EXERCISE DESCRIPTION.
At the line containing "pubsub.subscribe(&channel).await.map_err(bind_failed)?;", begin retyping, and continue word for word until the records below run out.

○ ○ ○

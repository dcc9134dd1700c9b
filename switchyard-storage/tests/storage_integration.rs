//! Cross-module storage scenarios: persisted topology across restarts and
//! cache invalidation against a changing source of truth.

use std::sync::atomic::{AtomicU32, Ordering};
use std::sync::{Arc, Mutex};
use std::time::Duration;

use switchyard_core::{Endpoint, TopologyPush};
use switchyard_storage::{
    cache_keys, InMemoryCacheBackend, InMemoryServiceRegistry, LmdbTopologyPersistence,
    ReadThroughCache, ServiceRegistry, TopologyStore,
};
use switchyard_test_utils::assertions::{assert_primary, assert_unknown};
use switchyard_test_utils::fixtures;

type TestResult = Result<(), Box<dyn std::error::Error>>;

#[test]
fn test_restarted_store_routes_from_persisted_record() -> TestResult {
    let dir = tempfile::tempdir()?;

    {
        let store = TopologyStore::open(LmdbTopologyPersistence::open(dir.path())?)?;
        assert_unknown(&store.current());
        store.update(&fixtures::three_node_push())?;
        store.update(&TopologyPush::new("s1:5432", vec!["m:5432".to_string()]))?;
    }

    let store = TopologyStore::open(LmdbTopologyPersistence::open(dir.path())?)?;
    let snapshot = store.current();
    assert_primary(&snapshot, &Endpoint::new("s1", 5432));
    assert_eq!(snapshot.version(), Some(2));
    Ok(())
}

#[test]
fn test_rejected_push_is_not_persisted() -> TestResult {
    let dir = tempfile::tempdir()?;
    {
        let store = TopologyStore::open(LmdbTopologyPersistence::open(dir.path())?)?;
        store.update(&fixtures::three_node_push())?;
        assert!(store
            .update(&TopologyPush::new("m:5432", vec!["redis://x:1".to_string()]))
            .is_err());
    }

    let store = TopologyStore::open(LmdbTopologyPersistence::open(dir.path())?)?;
    assert_eq!(store.current().version(), Some(1));
    Ok(())
}

/// A write that invalidates its collection key is never followed by a read
/// that returns the pre-write value.
#[tokio::test]
async fn test_read_after_invalidate_sees_new_value() -> TestResult {
    let cache = ReadThroughCache::with_defaults(Arc::new(InMemoryCacheBackend::new()));
    let replica = Arc::new(Mutex::new(vec!["Lisbon - Porto".to_string()]));
    let loads = Arc::new(AtomicU32::new(0));

    let read = || {
        let replica = Arc::clone(&replica);
        let loads = Arc::clone(&loads);
        cache.get_or_load(cache_keys::TRAINS, Duration::from_secs(60), move || async move {
            loads.fetch_add(1, Ordering::SeqCst);
            let rows = replica
                .lock()
                .map_err(|_| std::io::Error::other("poisoned"))?
                .clone();
            Ok::<_, std::io::Error>(rows)
        })
    };

    assert_eq!(read().await?, vec!["Lisbon - Porto".to_string()]);
    assert_eq!(read().await?, vec!["Lisbon - Porto".to_string()]);
    assert_eq!(loads.load(Ordering::SeqCst), 1);

    replica
        .lock()
        .map_err(|_| std::io::Error::other("poisoned"))?
        .push("Porto - Faro".to_string());
    cache.invalidate(cache_keys::TRAINS).await;

    let after = read().await?;
    assert_eq!(after.len(), 2);
    assert_eq!(loads.load(Ordering::SeqCst), 2);

    let stats = cache.stats();
    assert_eq!(stats.hits, 1);
    assert_eq!(stats.misses, 2);
    Ok(())
}

#[tokio::test]
async fn test_registry_membership_for_push_fanout() -> TestResult {
    let registry = InMemoryServiceRegistry::new();
    registry.register("10.0.0.1:8000").await?;
    registry.register("10.0.0.2:8000").await?;
    registry.register("10.0.0.1:8000").await?;

    let members = registry.members().await?;
    assert_eq!(members.len(), 2);
    assert_eq!(members[0], "10.0.0.1:8000");
    Ok(())
}
//! Lobby REST API Routes

use axum::{
    extract::{Path, State},
    http::StatusCode,
    response::IntoResponse,
    routing::get,
    Json, Router,
};
use switchyard_core::{LobbyId, NewLobby};

use crate::error::ApiResult;
use crate::services::{lobbies, ServiceContext};
use crate::state::AppState;

pub async fn create_lobby(
    State(ctx): State<ServiceContext>,
    Json(req): Json<NewLobby>,
) -> ApiResult<impl IntoResponse> {
    let lobby = lobbies::create_lobby(&ctx, req).await?;
    Ok((StatusCode::CREATED, Json(lobby)))
}

pub async fn list_lobbies(State(ctx): State<ServiceContext>) -> ApiResult<impl IntoResponse> {
    Ok(Json(lobbies::list_lobbies(&ctx).await?))
}

pub async fn get_lobby(
    State(ctx): State<ServiceContext>,
    Path(id): Path<LobbyId>,
) -> ApiResult<impl IntoResponse> {
    Ok(Json(lobbies::get_lobby(&ctx, id).await?))
}

pub async fn delete_lobby(
    State(ctx): State<ServiceContext>,
    Path(id): Path<LobbyId>,
) -> ApiResult<StatusCode> {
    lobbies::delete_lobby(&ctx, id).await?;
    Ok(StatusCode::NO_CONTENT)
}

pub fn create_router(state: AppState) -> Router {
    Router::new()
        .route("/lobbies", get(list_lobbies).post(create_lobby))
        .route("/lobbies/:id", get(get_lobby).delete(delete_lobby))
        .with_state(state)
}
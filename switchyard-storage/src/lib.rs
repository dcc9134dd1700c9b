//! Switchyard Storage - Topology, Cache and Registry
//!
//! Local state a service instance keeps next to its relational storage: the
//! persisted topology record, the read-through collection cache, and access to
//! the shared service registry.

pub mod cache;
pub mod registry;
pub mod topology;

pub use cache::{
    keys as cache_keys, CacheBackend, CacheConfig, CacheError, CacheStats, InMemoryCacheBackend,
    ReadThroughCache, RedisCacheBackend,
};
pub use registry::{
    InMemoryServiceRegistry, RedisServiceRegistry, RegistryError, ServiceRegistry,
    DEFAULT_SERVICE_NAME,
};
pub use topology::{
    LmdbTopologyError, LmdbTopologyPersistence, MemoryTopologyPersistence, TopologyPersistence,
    TopologyStore, TOPOLOGY_RECORD_KEY,
};
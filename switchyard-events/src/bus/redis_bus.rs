//! Redis pub/sub exchange.
//!
//! Routing key `k` on exchange `e` maps to channel `e.k`. Publishing goes over
//! a shared multiplexed connection; every binding opens its own pub/sub
//! connection, which is closed when the binding is dropped.

use async_trait::async_trait;
use futures_util::StreamExt;
use redis::aio::MultiplexedConnection;
use switchyard_core::{BusError, ResourceEvent};
use tokio::sync::Mutex;

use super::{BusBinding, EventBus};

pub struct RedisEventBus {
    client: redis::Client,
    exchange: String,
    conn: Mutex<Option<MultiplexedConnection>>,
}

impl RedisEventBus {
    /// Create a bus for `exchange`. Connects lazily on first publish.
    pub fn new(redis_url: &str, exchange: impl Into<String>) -> Result<Self, BusError> {
        let client = redis::Client::open(redis_url).map_err(|e| BusError::Unreachable {
            reason: e.to_string(),
        })?;
        Ok(Self {
            client,
            exchange: exchange.into(),
            conn: Mutex::new(None),
        })
    }

    /// Channel name carrying `routing_key`.
    pub fn channel(&self, routing_key: &str) -> String {
        format!("{}.{}", self.exchange, routing_key)
    }

    async fn connection(&self) -> Result<MultiplexedConnection, BusError> {
        let mut guard = self.conn.lock().await;
        if let Some(conn) = guard.as_ref() {
            return Ok(conn.clone());
        }
        let conn = self
            .client
            .get_multiplexed_async_connection()
            .await
            .map_err(|e| BusError::Unreachable {
                reason: e.to_string(),
            })?;
        *guard = Some(conn.clone());
        Ok(conn)
    }
}

#[async_trait]
impl EventBus for RedisEventBus {
    fn exchange(&self) -> &str {
        &self.exchange
    }

    async fn publish(&self, routing_key: &str, payload: &str) -> Result<(), BusError> {
        let mut conn = self.connection().await?;
        let channel = self.channel(routing_key);

        let result = redis::cmd("PUBLISH")
            .arg(&channel)
            .arg(payload)
            .query_async::<()>(&mut conn)
            .await;

        if let Err(e) = result {
            if e.is_io_error() || e.is_connection_dropped() {
                *self.conn.lock().await = None;
            }
            return Err(BusError::PublishFailed {
                routing_key: routing_key.to_string(),
                reason: e.to_string(),
            });
        }

        tracing::debug!(channel, "Published event");
        Ok(())
    }

    async fn bind(&self, routing_key: &str) -> Result<BusBinding, BusError> {
        let bind_failed = |e: redis::RedisError| BusError::BindFailed {
            routing_key: routing_key.to_string(),
            reason: e.to_string(),
        };

        let channel = self.channel(routing_key);
        let mut pubsub = self.client.get_async_pubsub().await.map_err(bind_failed)?;
        pubsub.subscribe(&channel).await.map_err(bind_failed)?;
        tracing::debug!(channel, "Subscribed to channel");

        let key = routing_key.to_string();
        let binding = pubsub.into_on_message().filter_map(move |msg| {
            let key = key.clone();
            async move {
                match msg.get_payload::<String>() {
                    Ok(payload) => Some(ResourceEvent::new(key, payload)),
                    Err(e) => {
                        tracing::warn!(routing_key = %key, "Failed to get Pub/Sub payload: {}", e);
                        None
                    }
                }
            }
        });
        Ok(binding.boxed())
    }
}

○ ○ ○

EXERCISE SOLUTION.
        pubsub.subscribe(&channel).await.map_err(bind_failed)?;
        tracing::debug!(channel, "Subscribed to channel");

        let key = routing_key.to_string();
        let binding = pubsub.into_on_message().filter_map(move |msg| {
            let key = key.clone();
            async move {
                match msg.get_payload::<String>() {
                    Ok(payload) => Some(ResourceEvent::new(key, payload)),
                    Err(e) => {
                        tracing::warn!(routing_key = %key, "Failed to get Pub/Sub payload: {}", e);
                        None
                    }
                }
            }
        });
        Ok(binding.boxed())
    }
}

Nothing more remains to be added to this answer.